─── Material shown ───

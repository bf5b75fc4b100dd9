//! Human-readable value and date formatting helpers.

use chrono::{DateTime, Datelike, Utc};
use runfly_core::ParamValue;

/// Format a run's creation date as "M/D/YYYY", unpadded, matching how
/// the platform's web client prints it (e.g., "5/3/2019").
pub fn fmt_date(at: DateTime<Utc>) -> String {
    format!("{}/{}/{}", at.month(), at.day(), at.year())
}

/// Format a metric value with four decimal places (e.g., "0.9134").
pub fn fmt_metric(value: f64) -> String {
    format!("{value:.4}")
}

/// Format a logged value: numbers at metric precision, text verbatim.
pub fn fmt_value(value: &ParamValue) -> String {
    match value {
        ParamValue::Number(n) => fmt_metric(*n),
        ParamValue::Text(s) => s.clone(),
    }
}

#[cfg(test)]
#[allow(clippy::unwrap_used)]
mod tests {
    use super::*;
    use chrono::TimeZone;
    use pretty_assertions::assert_eq;

    #[test]
    fn dates_are_unpadded() {
        let at = Utc.with_ymd_and_hms(2019, 5, 3, 14, 30, 0).unwrap();
        assert_eq!(fmt_date(at), "5/3/2019");
        let december = Utc.with_ymd_and_hms(2024, 12, 25, 0, 0, 0).unwrap();
        assert_eq!(fmt_date(december), "12/25/2024");
    }

    #[test]
    fn metrics_print_four_decimals() {
        assert_eq!(fmt_metric(0.913_42), "0.9134");
        assert_eq!(fmt_metric(1.0), "1.0000");
        assert_eq!(fmt_metric(-0.5), "-0.5000");
    }

    #[test]
    fn values_keep_text_verbatim() {
        assert_eq!(fmt_value(&ParamValue::Text("adam".into())), "adam");
        assert_eq!(fmt_value(&ParamValue::Number(0.25)), "0.2500");
    }
}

───

▸ What you should do: Repeat the whole listing verbatim.

▸ Result for this task:
repository bf5b75fc4b100dd9
//! Human-readable value and date formatting helpers.

use chrono::{DateTime, Datelike, Utc};
use runfly_core::ParamValue;

/// Format a run's creation date as "M/D/YYYY", unpadded, matching how
/// the platform's web client prints it (e.g., "5/3/2019").
pub fn fmt_date(at: DateTime<Utc>) -> String {
    format!("{}/{}/{}", at.month(), at.day(), at.year())
}

/// Format a metric value with four decimal places (e.g., "0.9134").
pub fn fmt_metric(value: f64) -> String {
    format!("{value:.4}")
}

/// Format a logged value: numbers at metric precision, text verbatim.
pub fn fmt_value(value: &ParamValue) -> String {
    match value {
        ParamValue::Number(n) => fmt_metric(*n),
        ParamValue::Text(s) => s.clone(),
    }
}

#[cfg(test)]
#[allow(clippy::unwrap_used)]
mod tests {
    use super::*;
    use chrono::TimeZone;
    use pretty_assertions::assert_eq;

    #[test]
    fn dates_are_unpadded() {
        let at = Utc.with_ymd_and_hms(2019, 5, 3, 14, 30, 0).unwrap();
        assert_eq!(fmt_date(at), "5/3/2019");
        let december = Utc.with_ymd_and_hms(2024, 12, 25, 0, 0, 0).unwrap();
        assert_eq!(fmt_date(december), "12/25/2024");
    }

    #[test]
    fn metrics_print_four_decimals() {
        assert_eq!(fmt_metric(0.913_42), "0.9134");
        assert_eq!(fmt_metric(1.0), "1.0000");
        assert_eq!(fmt_metric(-0.5), "-0.5000");
    }

    #[test]
    fn values_keep_text_verbatim() {
        assert_eq!(fmt_value(&ParamValue::Text("adam".into())), "adam");
        assert_eq!(fmt_value(&ParamValue::Number(0.25)), "0.2500");
    }
}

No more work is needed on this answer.